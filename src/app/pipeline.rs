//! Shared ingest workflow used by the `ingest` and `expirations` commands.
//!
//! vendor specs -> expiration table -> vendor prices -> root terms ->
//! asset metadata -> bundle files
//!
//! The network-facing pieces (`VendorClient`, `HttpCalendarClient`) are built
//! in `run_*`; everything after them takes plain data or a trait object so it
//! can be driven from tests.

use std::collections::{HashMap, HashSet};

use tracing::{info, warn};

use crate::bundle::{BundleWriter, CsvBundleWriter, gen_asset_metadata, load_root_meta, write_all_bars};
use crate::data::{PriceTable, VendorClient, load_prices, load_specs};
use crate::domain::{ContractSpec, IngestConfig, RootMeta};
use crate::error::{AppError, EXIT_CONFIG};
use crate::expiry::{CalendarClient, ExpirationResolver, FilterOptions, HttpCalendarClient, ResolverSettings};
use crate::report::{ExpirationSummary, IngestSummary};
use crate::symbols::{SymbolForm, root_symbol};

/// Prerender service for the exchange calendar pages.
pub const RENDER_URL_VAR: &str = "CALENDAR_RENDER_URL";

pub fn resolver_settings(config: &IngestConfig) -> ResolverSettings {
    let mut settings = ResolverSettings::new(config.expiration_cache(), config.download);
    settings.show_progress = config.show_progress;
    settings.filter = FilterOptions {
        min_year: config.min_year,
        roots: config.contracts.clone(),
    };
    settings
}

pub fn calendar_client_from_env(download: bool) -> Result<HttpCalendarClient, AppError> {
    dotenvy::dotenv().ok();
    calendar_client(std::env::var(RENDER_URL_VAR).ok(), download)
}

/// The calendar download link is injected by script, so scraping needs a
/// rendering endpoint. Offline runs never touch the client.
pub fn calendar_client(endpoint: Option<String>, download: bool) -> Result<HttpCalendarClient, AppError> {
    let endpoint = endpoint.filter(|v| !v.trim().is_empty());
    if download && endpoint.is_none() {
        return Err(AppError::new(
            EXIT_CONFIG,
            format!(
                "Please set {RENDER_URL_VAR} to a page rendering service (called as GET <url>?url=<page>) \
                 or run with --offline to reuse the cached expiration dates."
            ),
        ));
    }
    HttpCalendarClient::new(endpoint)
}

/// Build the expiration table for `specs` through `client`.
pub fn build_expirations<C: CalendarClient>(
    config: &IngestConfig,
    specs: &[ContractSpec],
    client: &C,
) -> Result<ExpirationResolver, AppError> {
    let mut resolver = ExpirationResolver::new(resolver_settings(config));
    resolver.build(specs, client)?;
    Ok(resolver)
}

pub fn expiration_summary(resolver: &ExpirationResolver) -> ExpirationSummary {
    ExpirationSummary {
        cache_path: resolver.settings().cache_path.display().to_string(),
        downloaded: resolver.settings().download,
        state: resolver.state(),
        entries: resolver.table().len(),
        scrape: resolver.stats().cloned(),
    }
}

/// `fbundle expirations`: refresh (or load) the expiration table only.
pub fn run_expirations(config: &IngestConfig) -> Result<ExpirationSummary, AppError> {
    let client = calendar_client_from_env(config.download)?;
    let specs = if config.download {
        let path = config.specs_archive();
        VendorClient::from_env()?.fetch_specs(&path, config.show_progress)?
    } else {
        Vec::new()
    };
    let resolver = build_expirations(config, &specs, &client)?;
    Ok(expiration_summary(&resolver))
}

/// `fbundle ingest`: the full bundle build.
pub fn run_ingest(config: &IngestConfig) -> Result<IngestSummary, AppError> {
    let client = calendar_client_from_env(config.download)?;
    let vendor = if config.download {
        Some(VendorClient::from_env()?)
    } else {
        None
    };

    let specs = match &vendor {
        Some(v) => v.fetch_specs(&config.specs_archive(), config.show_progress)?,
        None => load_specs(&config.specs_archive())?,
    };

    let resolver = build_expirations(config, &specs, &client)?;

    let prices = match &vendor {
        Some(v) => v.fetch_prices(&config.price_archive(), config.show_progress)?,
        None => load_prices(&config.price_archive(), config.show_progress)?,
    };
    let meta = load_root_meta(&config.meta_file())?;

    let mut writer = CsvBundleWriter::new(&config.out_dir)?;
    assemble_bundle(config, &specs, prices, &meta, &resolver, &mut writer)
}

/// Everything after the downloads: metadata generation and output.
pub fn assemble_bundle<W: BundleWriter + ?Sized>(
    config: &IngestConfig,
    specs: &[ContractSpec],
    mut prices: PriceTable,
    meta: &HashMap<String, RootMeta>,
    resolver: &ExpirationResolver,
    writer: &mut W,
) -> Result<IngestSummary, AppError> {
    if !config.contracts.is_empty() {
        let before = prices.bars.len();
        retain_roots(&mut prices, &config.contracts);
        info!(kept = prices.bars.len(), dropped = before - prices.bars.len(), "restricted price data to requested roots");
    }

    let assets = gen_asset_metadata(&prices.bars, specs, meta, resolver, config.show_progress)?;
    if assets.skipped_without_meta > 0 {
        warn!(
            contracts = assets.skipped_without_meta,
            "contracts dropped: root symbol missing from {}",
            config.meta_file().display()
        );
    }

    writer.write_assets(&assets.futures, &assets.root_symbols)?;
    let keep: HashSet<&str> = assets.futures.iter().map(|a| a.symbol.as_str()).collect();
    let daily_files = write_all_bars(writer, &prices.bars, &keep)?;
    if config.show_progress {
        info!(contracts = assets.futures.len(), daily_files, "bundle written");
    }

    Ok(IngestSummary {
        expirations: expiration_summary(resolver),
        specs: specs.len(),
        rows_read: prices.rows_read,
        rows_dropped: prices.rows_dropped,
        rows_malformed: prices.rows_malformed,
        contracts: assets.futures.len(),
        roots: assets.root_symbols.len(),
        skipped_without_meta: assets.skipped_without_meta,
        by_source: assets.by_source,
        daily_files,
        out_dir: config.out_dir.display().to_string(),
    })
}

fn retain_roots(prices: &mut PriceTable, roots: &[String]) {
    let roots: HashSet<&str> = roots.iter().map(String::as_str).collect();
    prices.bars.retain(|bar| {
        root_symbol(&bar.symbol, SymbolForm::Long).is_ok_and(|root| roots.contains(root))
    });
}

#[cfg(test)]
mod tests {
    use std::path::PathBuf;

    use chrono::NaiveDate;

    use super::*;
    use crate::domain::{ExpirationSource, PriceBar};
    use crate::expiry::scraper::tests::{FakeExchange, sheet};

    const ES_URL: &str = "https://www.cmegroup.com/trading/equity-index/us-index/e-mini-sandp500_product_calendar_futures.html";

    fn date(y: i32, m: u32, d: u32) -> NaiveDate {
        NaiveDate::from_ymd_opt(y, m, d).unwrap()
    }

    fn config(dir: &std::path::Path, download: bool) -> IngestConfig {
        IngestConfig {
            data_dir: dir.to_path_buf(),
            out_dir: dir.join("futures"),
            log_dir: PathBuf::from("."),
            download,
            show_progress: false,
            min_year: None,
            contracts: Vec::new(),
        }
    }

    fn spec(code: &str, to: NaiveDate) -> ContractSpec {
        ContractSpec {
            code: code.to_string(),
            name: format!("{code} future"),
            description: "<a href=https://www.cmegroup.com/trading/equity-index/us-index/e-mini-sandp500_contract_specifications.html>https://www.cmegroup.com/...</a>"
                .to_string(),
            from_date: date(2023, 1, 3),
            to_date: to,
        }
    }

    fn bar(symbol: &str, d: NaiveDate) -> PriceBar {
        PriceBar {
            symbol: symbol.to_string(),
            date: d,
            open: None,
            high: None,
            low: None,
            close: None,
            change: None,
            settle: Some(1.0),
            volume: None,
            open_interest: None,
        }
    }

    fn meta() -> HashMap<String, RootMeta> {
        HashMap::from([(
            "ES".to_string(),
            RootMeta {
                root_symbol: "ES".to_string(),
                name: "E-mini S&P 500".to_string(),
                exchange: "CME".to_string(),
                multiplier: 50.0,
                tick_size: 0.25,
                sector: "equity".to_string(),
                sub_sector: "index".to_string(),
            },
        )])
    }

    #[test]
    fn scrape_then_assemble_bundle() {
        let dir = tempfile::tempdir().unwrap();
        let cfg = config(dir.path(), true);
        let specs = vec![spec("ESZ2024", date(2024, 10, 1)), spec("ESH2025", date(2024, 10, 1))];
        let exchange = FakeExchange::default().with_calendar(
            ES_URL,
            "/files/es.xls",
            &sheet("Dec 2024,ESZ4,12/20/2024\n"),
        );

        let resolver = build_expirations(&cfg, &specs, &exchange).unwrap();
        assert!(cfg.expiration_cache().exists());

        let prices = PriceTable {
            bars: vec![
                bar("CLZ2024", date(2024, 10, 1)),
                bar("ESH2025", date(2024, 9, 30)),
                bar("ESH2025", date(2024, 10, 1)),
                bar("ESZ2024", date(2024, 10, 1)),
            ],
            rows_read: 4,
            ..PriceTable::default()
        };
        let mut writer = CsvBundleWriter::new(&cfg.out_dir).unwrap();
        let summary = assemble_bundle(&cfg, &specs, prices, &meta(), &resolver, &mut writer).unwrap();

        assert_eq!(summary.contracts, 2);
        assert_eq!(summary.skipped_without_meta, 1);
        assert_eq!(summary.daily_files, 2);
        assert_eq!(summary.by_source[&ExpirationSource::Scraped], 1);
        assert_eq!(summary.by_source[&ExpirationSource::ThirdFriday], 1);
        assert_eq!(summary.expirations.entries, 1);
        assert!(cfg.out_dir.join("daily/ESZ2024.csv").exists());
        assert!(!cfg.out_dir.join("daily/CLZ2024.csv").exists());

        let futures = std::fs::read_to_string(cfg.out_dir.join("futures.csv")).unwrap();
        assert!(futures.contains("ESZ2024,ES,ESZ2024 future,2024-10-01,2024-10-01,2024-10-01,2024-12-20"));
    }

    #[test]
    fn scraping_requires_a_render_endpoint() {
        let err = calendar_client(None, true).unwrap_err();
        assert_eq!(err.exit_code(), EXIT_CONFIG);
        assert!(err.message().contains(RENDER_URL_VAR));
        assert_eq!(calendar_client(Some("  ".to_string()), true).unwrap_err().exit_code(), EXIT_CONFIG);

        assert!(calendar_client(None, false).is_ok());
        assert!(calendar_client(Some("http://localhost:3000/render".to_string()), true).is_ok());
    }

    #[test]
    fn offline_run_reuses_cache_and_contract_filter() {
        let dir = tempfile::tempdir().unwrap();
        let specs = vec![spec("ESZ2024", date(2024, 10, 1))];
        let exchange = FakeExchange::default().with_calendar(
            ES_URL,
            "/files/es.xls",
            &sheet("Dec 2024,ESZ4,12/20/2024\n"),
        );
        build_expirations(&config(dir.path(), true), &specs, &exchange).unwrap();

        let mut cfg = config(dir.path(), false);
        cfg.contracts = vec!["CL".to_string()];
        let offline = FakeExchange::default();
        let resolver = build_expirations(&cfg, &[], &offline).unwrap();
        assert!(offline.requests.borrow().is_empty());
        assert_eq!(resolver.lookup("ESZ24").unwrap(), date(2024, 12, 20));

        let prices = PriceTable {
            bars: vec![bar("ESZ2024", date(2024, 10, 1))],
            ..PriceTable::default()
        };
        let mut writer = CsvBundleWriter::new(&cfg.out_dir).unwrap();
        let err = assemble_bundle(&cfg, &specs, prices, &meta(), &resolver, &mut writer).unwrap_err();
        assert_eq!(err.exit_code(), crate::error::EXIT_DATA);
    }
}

...

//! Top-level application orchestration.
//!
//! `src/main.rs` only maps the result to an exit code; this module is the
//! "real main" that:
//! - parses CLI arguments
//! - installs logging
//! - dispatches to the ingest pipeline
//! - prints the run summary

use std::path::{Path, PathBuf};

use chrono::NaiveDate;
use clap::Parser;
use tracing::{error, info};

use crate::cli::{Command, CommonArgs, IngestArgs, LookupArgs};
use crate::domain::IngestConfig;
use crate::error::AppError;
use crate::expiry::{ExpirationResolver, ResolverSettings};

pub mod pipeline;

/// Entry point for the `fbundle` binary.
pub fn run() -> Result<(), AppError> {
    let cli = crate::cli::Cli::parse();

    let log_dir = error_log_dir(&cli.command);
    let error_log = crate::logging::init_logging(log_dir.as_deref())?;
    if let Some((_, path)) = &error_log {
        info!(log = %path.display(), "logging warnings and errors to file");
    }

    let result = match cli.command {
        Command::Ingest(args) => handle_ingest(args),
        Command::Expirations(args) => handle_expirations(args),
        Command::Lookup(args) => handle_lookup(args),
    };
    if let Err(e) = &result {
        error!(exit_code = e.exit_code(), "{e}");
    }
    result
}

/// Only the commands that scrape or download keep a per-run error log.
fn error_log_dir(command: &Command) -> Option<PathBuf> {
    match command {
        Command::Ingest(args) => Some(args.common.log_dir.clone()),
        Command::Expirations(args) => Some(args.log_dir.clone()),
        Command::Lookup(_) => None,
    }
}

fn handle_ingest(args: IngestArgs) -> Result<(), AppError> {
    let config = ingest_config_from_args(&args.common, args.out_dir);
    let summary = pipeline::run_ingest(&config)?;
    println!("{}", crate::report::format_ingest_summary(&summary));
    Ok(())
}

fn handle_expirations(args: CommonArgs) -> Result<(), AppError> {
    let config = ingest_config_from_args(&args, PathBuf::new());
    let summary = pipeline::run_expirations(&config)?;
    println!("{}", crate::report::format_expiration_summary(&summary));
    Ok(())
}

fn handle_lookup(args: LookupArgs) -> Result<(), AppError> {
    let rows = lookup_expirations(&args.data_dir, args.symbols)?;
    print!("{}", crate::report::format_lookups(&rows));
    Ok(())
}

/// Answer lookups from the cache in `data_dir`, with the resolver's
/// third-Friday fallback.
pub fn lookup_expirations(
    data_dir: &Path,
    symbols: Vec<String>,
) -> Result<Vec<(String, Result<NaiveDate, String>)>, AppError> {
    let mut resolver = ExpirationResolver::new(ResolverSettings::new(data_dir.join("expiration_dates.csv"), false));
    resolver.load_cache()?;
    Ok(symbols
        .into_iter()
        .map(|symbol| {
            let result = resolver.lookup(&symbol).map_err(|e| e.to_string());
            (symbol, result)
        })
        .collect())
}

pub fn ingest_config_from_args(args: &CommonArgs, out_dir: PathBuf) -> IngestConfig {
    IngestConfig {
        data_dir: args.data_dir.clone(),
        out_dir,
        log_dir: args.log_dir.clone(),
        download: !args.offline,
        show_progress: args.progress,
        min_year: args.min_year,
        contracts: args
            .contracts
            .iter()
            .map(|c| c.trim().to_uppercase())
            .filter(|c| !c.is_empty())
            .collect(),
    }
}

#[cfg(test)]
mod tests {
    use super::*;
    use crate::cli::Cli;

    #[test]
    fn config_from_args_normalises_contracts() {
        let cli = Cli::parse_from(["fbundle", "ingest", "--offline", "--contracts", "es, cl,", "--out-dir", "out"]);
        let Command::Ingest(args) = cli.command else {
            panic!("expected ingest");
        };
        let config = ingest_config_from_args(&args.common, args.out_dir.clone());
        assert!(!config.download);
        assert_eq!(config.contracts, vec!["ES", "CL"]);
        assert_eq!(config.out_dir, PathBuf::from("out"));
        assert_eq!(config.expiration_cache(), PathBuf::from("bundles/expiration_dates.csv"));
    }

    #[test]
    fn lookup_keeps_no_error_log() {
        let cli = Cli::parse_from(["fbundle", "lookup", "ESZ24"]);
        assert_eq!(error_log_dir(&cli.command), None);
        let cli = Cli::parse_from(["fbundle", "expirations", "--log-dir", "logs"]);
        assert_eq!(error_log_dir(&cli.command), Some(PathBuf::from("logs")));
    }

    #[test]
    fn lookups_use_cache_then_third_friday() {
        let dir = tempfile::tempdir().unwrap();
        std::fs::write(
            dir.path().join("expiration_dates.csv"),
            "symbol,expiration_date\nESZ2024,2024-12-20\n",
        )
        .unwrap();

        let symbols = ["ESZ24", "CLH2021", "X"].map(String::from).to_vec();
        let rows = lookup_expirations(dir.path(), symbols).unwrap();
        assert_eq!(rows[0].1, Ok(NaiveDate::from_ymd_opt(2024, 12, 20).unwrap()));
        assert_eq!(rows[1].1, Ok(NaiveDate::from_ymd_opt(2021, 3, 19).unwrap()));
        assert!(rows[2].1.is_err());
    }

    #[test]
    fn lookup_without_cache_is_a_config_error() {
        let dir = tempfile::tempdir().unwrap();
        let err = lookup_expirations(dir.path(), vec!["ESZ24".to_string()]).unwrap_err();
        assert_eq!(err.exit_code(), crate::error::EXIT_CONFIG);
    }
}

> BRIEF
Copy, exactly and only, the lines above that begin with the one containing "filename src/app/pipeline.rs" and finish with the one containing "exchange calendar pages.".

> ANSWER TO THE EXERCISE
filename src/app/pipeline.rs
//! Shared ingest workflow used by the `ingest` and `expirations` commands.
//!
//! vendor specs -> expiration table -> vendor prices -> root terms ->
//! asset metadata -> bundle files
//!
//! The network-facing pieces (`VendorClient`, `HttpCalendarClient`) are built
//! in `run_*`; everything after them takes plain data or a trait object so it
//! can be driven from tests.

use std::collections::{HashMap, HashSet};

use tracing::{info, warn};

use crate::bundle::{BundleWriter, CsvBundleWriter, gen_asset_metadata, load_root_meta, write_all_bars};
use crate::data::{PriceTable, VendorClient, load_prices, load_specs};
use crate::domain::{ContractSpec, IngestConfig, RootMeta};
use crate::error::{AppError, EXIT_CONFIG};
use crate::expiry::{CalendarClient, ExpirationResolver, FilterOptions, HttpCalendarClient, ResolverSettings};
use crate::report::{ExpirationSummary, IngestSummary};
use crate::symbols::{SymbolForm, root_symbol};

/// Prerender service for the exchange calendar pages.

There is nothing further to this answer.